Si l’expansion repose sur les terrains décontaminés de Pétromont, c’est que Varennes n’a pas tellement le choix : même si son territoire est vaste — autour de 115 km2, ce qui inclut une large section du fleuve —, les trois quarts de la partie terrestre se composent de belles grosses fermes, dont le zonage exclut tout autre usage.
En vue de son 350e anniversaire, Varennes investit dans ses infrastructures. Elle consacrera sept millions de dollars au réaménagement et à l’embellissement du corridor formé de la route 132 (route Marie-Victorin) et de la voie ferrée, qui coupent la ville en deux telle une affreuse balafre. « Ça fait dur. Maintenant que les camions ne passent plus ici, il est temps qu’on fasse quelque chose », convient Normand Chaput, propriétaire de Chaput Automobile, un commerce que son père a ouvert en 1947, du temps où il n’y avait encore qu’un hôtel et un garage sur le boulevard.
Au fil des ans, Varennes a remplacé son vieil aréna par un Sportplex de l’Énergie de 15 millions de dollars comprenant deux glaces, un terrain de squash et une salle d’entraînement, le tout géré avec les municipalités de Saint-Amable et de Sainte-Julie. En collaboration avec CanmetÉNERGIE, la Ville a reconstruit sa bibliothèque de 2013 à 2015, en y installant 600 panneaux solaires ainsi que le dernier cri en matière de géothermie, pour en faire le premier bâtiment institutionnel québécois carboneutre. Elle termine également la construction d’un nouveau centre multifonctionnel à vocation socioculturelle, avec scène intérieure, salle communautaire, dojo et bureaux pour les groupes communautaires.
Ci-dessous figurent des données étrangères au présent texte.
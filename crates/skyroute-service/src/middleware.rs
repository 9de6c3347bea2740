//! Request correlation and HTTP telemetry.
//!
//! [`TelemetryLayer`] wraps the router. For every request it:
//! - picks a [`RequestId`] (the caller's `X-Request-ID`, else a UUID v7),
//!   stores it in the request extensions and echoes it on the response;
//! - opens a `request` span carrying that ID;
//! - records `http_requests_total`, `http_request_duration_seconds` and the
//!   request/response body size histograms, labelled by the matched route
//!   template so unknown paths collapse into `unmatched`.

use std::convert::Infallible;
use std::future::Future;
use std::pin::Pin;
use std::task::{Context, Poll};
use std::time::Instant;

use axum::extract::{FromRequestParts, MatchedPath};
use axum::http::{request::Parts, HeaderMap, HeaderValue, Request, Response};
use http_body::Body;
use pin_project_lite::pin_project;
use tower::{Layer, Service};
use tracing::{info_span, Span};
use uuid::Uuid;

/// Header carrying the request correlation ID.
pub const REQUEST_ID_HEADER: &str = "x-request-id";

/// Route label for requests that matched no route.
const UNMATCHED_ROUTE: &str = "unmatched";

/// Correlation ID of one API call, used as the `instance` of problem bodies.
#[derive(Debug, Clone, PartialEq, Eq)]
pub struct RequestId(String);

impl RequestId {
    /// Fresh time-sortable UUID v7.
    pub fn generate() -> Self {
        Self(Uuid::now_v7().to_string())
    }

    /// The caller's `X-Request-ID`, or a generated one when it is absent,
    /// blank or not valid header text.
    pub fn from_headers(headers: &HeaderMap) -> Self {
        headers
            .get(REQUEST_ID_HEADER)
            .and_then(|value| value.to_str().ok())
            .map(str::trim)
            .filter(|id| !id.is_empty())
            .map(|id| Self(id.to_string()))
            .unwrap_or_else(Self::generate)
    }

    /// The ID as text.
    pub fn as_str(&self) -> &str {
        &self.0
    }
}

impl std::fmt::Display for RequestId {
    fn fmt(&self, f: &mut std::fmt::Formatter<'_>) -> std::fmt::Result {
        f.write_str(&self.0)
    }
}

impl<S> FromRequestParts<S> for RequestId
where
    S: Send + Sync,
{
    type Rejection = Infallible;

    async fn from_request_parts(parts: &mut Parts, _state: &S) -> Result<Self, Self::Rejection> {
        let stored = parts.extensions.get::<RequestId>().cloned();
        Ok(stored.unwrap_or_else(|| RequestId::from_headers(&parts.headers)))
    }
}

/// `2xx`..`5xx` class of a status code.
pub fn status_class(status: u16) -> &'static str {
    match status {
        200..=299 => "2xx",
        300..=399 => "3xx",
        400..=499 => "4xx",
        500..=599 => "5xx",
        _ => "other",
    }
}

/// Metric labels of one request.
#[derive(Debug, Clone)]
struct RequestLabels {
    method: String,
    route: String,
}

impl RequestLabels {
    fn of<B>(req: &Request<B>) -> Self {
        let route = req
            .extensions()
            .get::<MatchedPath>()
            .map(|path| path.as_str().to_string())
            .unwrap_or_else(|| UNMATCHED_ROUTE.to_string());
        Self {
            method: req.method().to_string(),
            route,
        }
    }

    fn record_body_size(&self, name: &'static str, size: Option<u64>) {
        if let Some(size) = size {
            metrics::histogram!(
                name,
                "method" => self.method.clone(),
                "path" => self.route.clone()
            )
            .record(size as f64);
        }
    }

    fn record_completion(&self, class: &'static str, seconds: f64) {
        metrics::counter!(
            "http_requests_total",
            "method" => self.method.clone(),
            "path" => self.route.clone(),
            "status" => class
        )
        .increment(1);
        metrics::histogram!(
            "http_request_duration_seconds",
            "method" => self.method.clone(),
            "path" => self.route.clone()
        )
        .record(seconds);
    }
}

/// Tower layer installing [`Telemetry`] around the router.
#[derive(Debug, Clone, Copy, Default)]
pub struct TelemetryLayer;

impl<S> Layer<S> for TelemetryLayer {
    type Service = Telemetry<S>;

    fn layer(&self, inner: S) -> Self::Service {
        Telemetry { inner }
    }
}

/// Service produced by [`TelemetryLayer`].
#[derive(Debug, Clone)]
pub struct Telemetry<S> {
    inner: S,
}

impl<S, ReqBody, ResBody> Service<Request<ReqBody>> for Telemetry<S>
where
    S: Service<Request<ReqBody>, Response = Response<ResBody>>,
    ReqBody: Body,
    ResBody: Body,
{
    type Response = S::Response;
    type Error = S::Error;
    type Future = TelemetryFuture<S::Future>;

    fn poll_ready(&mut self, cx: &mut Context<'_>) -> Poll<Result<(), Self::Error>> {
        self.inner.poll_ready(cx)
    }

    fn call(&mut self, mut req: Request<ReqBody>) -> Self::Future {
        let labels = RequestLabels::of(&req);
        labels.record_body_size("http_request_size_bytes", req.body().size_hint().exact());

        let request_id = RequestId::from_headers(req.headers());
        let span = info_span!(
            "request",
            request_id = %request_id,
            method = %labels.method,
            path = %labels.route,
        );
        req.extensions_mut().insert(request_id.clone());

        let inner = span.in_scope(|| {
            tracing::debug!("request received");
            self.inner.call(req)
        });

        TelemetryFuture {
            inner,
            started: Instant::now(),
            labels,
            request_id,
            span,
        }
    }
}

pin_project! {
    /// Completes the inner response and records its outcome.
    pub struct TelemetryFuture<F> {
        #[pin]
        inner: F,
        started: Instant,
        labels: RequestLabels,
        request_id: RequestId,
        span: Span,
    }
}

impl<F, ResBody, E> Future for TelemetryFuture<F>
where
    F: Future<Output = Result<Response<ResBody>, E>>,
    ResBody: Body,
{
    type Output = F::Output;

    fn poll(self: Pin<&mut Self>, cx: &mut Context<'_>) -> Poll<Self::Output> {
        let this = self.project();
        let _entered = this.span.enter();

        let mut result = match this.inner.poll(cx) {
            Poll::Ready(result) => result,
            Poll::Pending => return Poll::Pending,
        };

        let seconds = this.started.elapsed().as_secs_f64();
        let class = match &mut result {
            Ok(response) => {
                if let Ok(value) = HeaderValue::from_str(this.request_id.as_str()) {
                    response.headers_mut().insert(REQUEST_ID_HEADER, value);
                }
                this.labels
                    .record_body_size("http_response_size_bytes", response.body().size_hint().exact());
                let status = response.status().as_u16();
                tracing::info!(status, latency_ms = seconds * 1000.0, "request completed");
                status_class(status)
            }
            Err(_) => {
                tracing::error!(latency_ms = seconds * 1000.0, "request failed");
                "5xx"
            }
        };
        this.labels.record_completion(class, seconds);

        Poll::Ready(result)
    }
}
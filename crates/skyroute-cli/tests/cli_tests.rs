//! Integration tests for the `skyroute` binary.

use std::fs;
use std::path::PathBuf;

use assert_cmd::cargo::cargo_bin_cmd;
use assert_cmd::Command;
use predicates::prelude::*;
use tempfile::tempdir;

fn fixtures_dir() -> PathBuf {
    PathBuf::from(env!("CARGO_MANIFEST_DIR")).join("../../docs/fixtures")
}

fn cli() -> Command {
    let mut cmd = cargo_bin_cmd!("skyroute");
    cmd.env_remove("SKYROUTE_AIRPORTS")
        .env("NO_COLOR", "1")
        .env("RUST_LOG", "error");
    cmd
}

#[test]
fn airports_lists_sample_network_by_default() {
    cli()
        .arg("airports")
        .assert()
        .success()
        .stdout(predicate::str::contains("Airports (8):"))
        .stdout(predicate::str::contains("JFK"))
        .stdout(predicate::str::contains("Denver International"));
}

#[test]
fn airports_json_output() {
    let output = cli()
        .args(["airports", "--format", "json"])
        .output()
        .expect("run");
    assert!(output.status.success());
    let value: serde_json::Value = serde_json::from_slice(&output.stdout).expect("valid json");
    let airports = value["airports"].as_array().expect("airports array");
    assert_eq!(airports.len(), 8);
    assert_eq!(airports[0]["code"], "JFK");
    assert_eq!(airports[0]["fee"], 250.0);
}

#[test]
fn airports_from_csv_fixture() {
    cli()
        .arg("--airports")
        .arg(fixtures_dir().join("airports.csv"))
        .arg("airports")
        .assert()
        .success()
        .stdout(predicate::str::contains("Airports (3):"))
        .stdout(predicate::str::contains("MIA").not());
}

#[test]
fn airports_env_var_is_honored() {
    cli()
        .env("SKYROUTE_AIRPORTS", fixtures_dir().join("airports.csv"))
        .arg("airports")
        .assert()
        .success()
        .stdout(predicate::str::contains("Airports (3):"));
}

#[test]
fn route_jfk_lax_text() {
    cli()
        .args(["route", "--from", "JFK", "--to", "LAX"])
        .assert()
        .success()
        .stdout(predicate::str::contains("Path: JFK -> LAX"))
        .stdout(predicate::str::contains("optimized for cost"))
        .stdout(predicate::str::contains("Total: 2,470 mi, $2,506, 4.9 h"))
        .stdout(predicate::str::contains("\u{1b}[").not());
}

#[test]
fn route_json_reports_totals() {
    let output = cli()
        .args([
            "route", "--from", "JFK", "--to", "LAX", "--metric", "distance", "--format", "json",
        ])
        .output()
        .expect("run");
    assert!(output.status.success());
    let value: serde_json::Value = serde_json::from_slice(&output.stdout).expect("valid json");
    assert_eq!(value["metric"], "distance");
    assert_eq!(value["total_distance"], 2470);
    assert_eq!(value["stops"], 0);
    assert_eq!(value["segments"].as_array().map(Vec::len), Some(1));
}

#[test]
fn metric_flag_is_case_insensitive() {
    cli()
        .args(["route", "--from", "SEA", "--to", "MIA", "--metric", "TIME"])
        .assert()
        .success()
        .stdout(predicate::str::contains("optimized for time"));
}

#[test]
fn unknown_metric_is_rejected() {
    cli()
        .args(["route", "--from", "JFK", "--to", "LAX", "--metric", "speed"])
        .assert()
        .failure()
        .stderr(predicate::str::contains("unknown route metric 'speed'"));
}

#[test]
fn unknown_airport_suggests_alternatives() {
    cli()
        .args(["route", "--from", "JFX", "--to", "LAX"])
        .assert()
        .failure()
        .stderr(predicate::str::contains("unknown airport code: JFX"))
        .stderr(predicate::str::contains("Did you mean 'JFK'?"));
}

#[test]
fn same_origin_and_destination_fails() {
    cli()
        .args(["route", "--from", "ORD", "--to", "ORD"])
        .assert()
        .failure()
        .stderr(predicate::str::contains("origin and destination are both ORD"));
}

#[test]
fn duplicate_dataset_fails_with_code() {
    cli()
        .arg("--airports")
        .arg(fixtures_dir().join("duplicate_airports.json"))
        .arg("airports")
        .assert()
        .failure()
        .stderr(predicate::str::contains("duplicate airport code encountered: JFK"));
}

#[test]
fn missing_dataset_fails() {
    let dir = tempdir().expect("tempdir");
    cli()
        .arg("--airports")
        .arg(dir.path().join("missing.json"))
        .arg("airports")
        .assert()
        .failure()
        .stderr(predicate::str::contains("airport dataset not found"));
}

#[test]
fn custom_json_dataset_routes() {
    let dir = tempdir().expect("tempdir");
    let path = dir.path().join("pair.json");
    fs::write(
        &path,
        r#"{"airports":[
            {"code":"AAA","name":"Alpha","city":"Aville","lat":0.0,"lng":0.0,"fee":10},
            {"code":"BBB","name":"Beta","city":"Bville","lat":0.0,"lng":1.0,"fee":20}
        ]}"#,
    )
    .expect("write dataset");

    cli()
        .arg("--airports")
        .arg(&path)
        .args(["route", "--from", "AAA", "--to", "BBB"])
        .assert()
        .success()
        .stdout(predicate::str::contains("AAA (Aville) -> BBB (Bville)"));
}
D’ici l’an prochain, elle aura aussi bâti le Polydôme, une patinoire extérieure réfrigérée et couverte, qui l’été servira de court de tennis et d’espace pour présenter des spectacles dehors.
Toute cette effervescence n’est pas sans créer des remous. Un certain nombre de décisions ont mécontenté bien du monde, dont celle d’autoriser la construction d’un complexe immobilier dans le parc Saint-Charles, comprenant une maison pour autistes adultes. De même que les travaux de réfection sur la rue Sainte-Anne, voie principale du Vieux-Varennes, qui est passée de bidirectionnelle à sens unique. Et si le déroutage du transport lourd, désormais interdit sur la 132, a plu à la grande majorité des Varennois, il a suscité de la grogne dans les campagnes environnantes, où défilent maintenant des centaines de camions, et au centre-ville, où la circulation a diminué autour des commerces. Des remous, mais pas un tsunami antiDamphousse.
Élu avec 60 % des voix en 2009, puis réélu avec 80 % des suffrages en 2013, et encore en 2017, cette fois sans opposition, Martin Damphousse ignore ce que lui réserveront les Varennois le 1er novembre 2021. Son style volontaire, quoiqu’un tantinet autoritaire, ne plaît pas à tous. Bien des gens s’inquiètent à micro fermé de l’absence d’une voix différente, par exemple une chambre de commerce, celle de la ville s’étant dissoute en 2017, après 61 ans d’existence. À l’hiver 2021, plus de 10 mois avant l’élection, le maire a produit trois vidéos donnant le détail de ses réalisations et de la situation financière, très saine, de Varennes. On ignore s’il aura de l’opposition en novembre, mais Martin Damphousse patine déjà pour sa réélection.